Finances?  They’re a roller coaster.    Five years ago I had a hit, and I was rich.  Three years ago the industry collapsed, and I was poor.  Only the fact that we had saved much of the money from the good days saved us.  Now I have a hit again, and again I am rich.  But who knows when the royalties will dry up?  Who knows whether this next game will be a hit or a failure?  I save my money and work my butt off, hoping fervently that hard work and talent can stave off bankruptcy.  So far, it’s worked.

It’s not fun, not in the way most people imagine.  I don’t sit in front of the computer laughing and giggling as I assemble an array of cute tricks to tickle your ribs.  It’s hard, grinding work, trying out  things that don’t work, then trying more things that don’t work, until finally I try something that does work.  I scowl at the screen a lot.  Towards the end of every project, I become an ugly person.  My temper grows short.  I yell at my wife.  My body starts to screw up in a dozen ways.  I hate the project and I hate myself.  My grip on reality weakens.  No, it’s not fun.

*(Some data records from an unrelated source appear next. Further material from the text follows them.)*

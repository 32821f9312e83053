//! TCP keep-alive encoding and installation.
//!
//! The operating system takes keep-alive parameters as a fixed 12-byte
//! structure of three native-endian `u32` fields:
//!
//! ```text
//! offset 0  on_off                 (0 = off, 1 = on)
//! offset 4  keepalive_time_ms      idle time before the first probe
//! offset 8  keepalive_interval_ms  time between unanswered probes
//! ```
//!
//! Encoding is done field by field with explicit offsets so the bytes never
//! depend on compiler struct layout. Only the private `platform` module talks
//! to the socket.

use std::io;

use socket2::SockRef;
use thiserror::Error;

use crate::observability::metrics;

/// Size of the keep-alive control structure.
pub const KEEPALIVE_STRUCT_LEN: usize = 12;

const ON_OFF_OFFSET: usize = 0;
const TIME_OFFSET: usize = 4;
const INTERVAL_OFFSET: usize = 8;

/// Keep-alive could not be configured on a socket.
///
/// The connection itself may still be usable; the caller decides whether running
/// without keep-alive is acceptable.
#[derive(Debug, Error)]
pub enum KeepAliveError {
    /// The platform has no way to set these parameters.
    #[error("keep-alive configuration failed: unsupported on this platform: {0}")]
    Unsupported(#[source] io::Error),

    /// The platform call was made and refused.
    #[error("keep-alive configuration failed: {0}")]
    Rejected(#[source] io::Error),
}

impl From<io::Error> for KeepAliveError {
    fn from(err: io::Error) -> Self {
        match err.kind() {
            io::ErrorKind::Unsupported => KeepAliveError::Unsupported(err),
            _ => KeepAliveError::Rejected(err),
        }
    }
}

/// Decoded form of the keep-alive control structure.
#[derive(Debug, Clone, Copy, PartialEq, Eq)]
pub struct KeepAliveValues {
    pub enabled: bool,
    pub time_ms: u32,
    pub interval_ms: u32,
}

impl KeepAliveValues {
    pub fn encode(&self) -> [u8; KEEPALIVE_STRUCT_LEN] {
        let mut buf = [0u8; KEEPALIVE_STRUCT_LEN];
        put_u32(&mut buf, ON_OFF_OFFSET, u32::from(self.enabled));
        put_u32(&mut buf, TIME_OFFSET, self.time_ms);
        put_u32(&mut buf, INTERVAL_OFFSET, self.interval_ms);
        buf
    }

    pub fn decode(buf: &[u8; KEEPALIVE_STRUCT_LEN]) -> Self {
        Self {
            enabled: get_u32(buf, ON_OFF_OFFSET) != 0,
            time_ms: get_u32(buf, TIME_OFFSET),
            interval_ms: get_u32(buf, INTERVAL_OFFSET),
        }
    }
}

fn put_u32(buf: &mut [u8; KEEPALIVE_STRUCT_LEN], offset: usize, value: u32) {
    buf[offset..offset + 4].copy_from_slice(&value.to_ne_bytes());
}

fn get_u32(buf: &[u8; KEEPALIVE_STRUCT_LEN], offset: usize) -> u32 {
    let mut field = [0u8; 4];
    field.copy_from_slice(&buf[offset..offset + 4]);
    u32::from_ne_bytes(field)
}

/// Encode keep-alive parameters into the OS control structure.
pub fn encode(enabled: bool, time_ms: u32, interval_ms: u32) -> [u8; KEEPALIVE_STRUCT_LEN] {
    KeepAliveValues {
        enabled,
        time_ms,
        interval_ms,
    }
    .encode()
}

/// Install keep-alive parameters on `socket`.
///
/// Failures are always returned, never swallowed.
pub fn install_keep_alive(
    socket: SockRef<'_>,
    enabled: bool,
    time_ms: u32,
    interval_ms: u32,
) -> Result<(), KeepAliveError> {
    let buf = encode(enabled, time_ms, interval_ms);
    platform::install(&socket, &buf).map_err(|err| {
        let err = KeepAliveError::from(err);
        tracing::warn!(enabled, time_ms, interval_ms, error = %err, "Keep-alive not applied");
        metrics::record_keepalive_failure();
        err
    })
}

#[cfg(any(
    target_os = "linux",
    target_os = "android",
    target_os = "freebsd",
    target_os = "netbsd",
    target_os = "macos",
    target_os = "ios",
    windows
))]
mod platform {
    use std::io;
    use std::time::Duration;

    use socket2::{SockRef, TcpKeepalive};

    use super::{KeepAliveValues, KEEPALIVE_STRUCT_LEN};

    pub(super) fn install(socket: &SockRef<'_>, buf: &[u8; KEEPALIVE_STRUCT_LEN]) -> io::Result<()> {
        let values = KeepAliveValues::decode(buf);
        if !values.enabled {
            return socket.set_keepalive(false);
        }

        let params = TcpKeepalive::new()
            .with_time(granular(values.time_ms))
            .with_interval(granular(values.interval_ms));
        socket.set_tcp_keepalive(&params)
    }

    /// Windows takes milliseconds; elsewhere the kernel counts whole seconds, so
    /// a non-zero sub-second value is rounded up rather than truncated to zero.
    fn granular(ms: u32) -> Duration {
        if cfg!(windows) {
            Duration::from_millis(u64::from(ms))
        } else {
            Duration::from_secs(u64::from(ms).div_ceil(1000))
        }
    }
}

#[cfg(not(any(
    target_os = "linux",
    target_os = "android",
    target_os = "freebsd",
    target_os = "netbsd",
    target_os = "macos",
    target_os = "ios",
    windows
)))]
mod platform {
    use std::io;

    use socket2::SockRef;

    use super::KEEPALIVE_STRUCT_LEN;

    pub(super) fn install(_socket: &SockRef<'_>, _buf: &[u8; KEEPALIVE_STRUCT_LEN]) -> io::Result<()> {
        Err(io::Error::new(
            io::ErrorKind::Unsupported,
            "TCP keep-alive parameters cannot be set on this platform",
        ))
    }
}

What is fun is the deep satisfaction that comes from creation.  It’s not an immediate sense of gratification I get from putting together some cute bit of code or some nice feature.  No, the true joy of this job comes a few months after I have stamped out the last bug in a cold fury of desperate, behind-schedule bug-fixing.  I shoot the last disk off with an angry or exhausted cover letter and joyfully turn away from the project that has ruined my life for so long.  And then one day months later, a delivery truck comes down my driveway with a box that has my game in it.  With trembling fingers I tear open the box and there sits my game.  So beautiful it is!  I turn the box over and over in my hands, savoring every detail.  Inside is the rules manual and the disk.  It all looks so wonderful, so professional, so perfect.  I mount the box in a frame and proudly hang it on my wall with my other creations.  Only then, months after I have finished work on a game, can I appreciate it.

Later still, when I can look back from a distance and see what I have made, I can weigh the creative agony against the joy of creation, and say, “It was worth it.”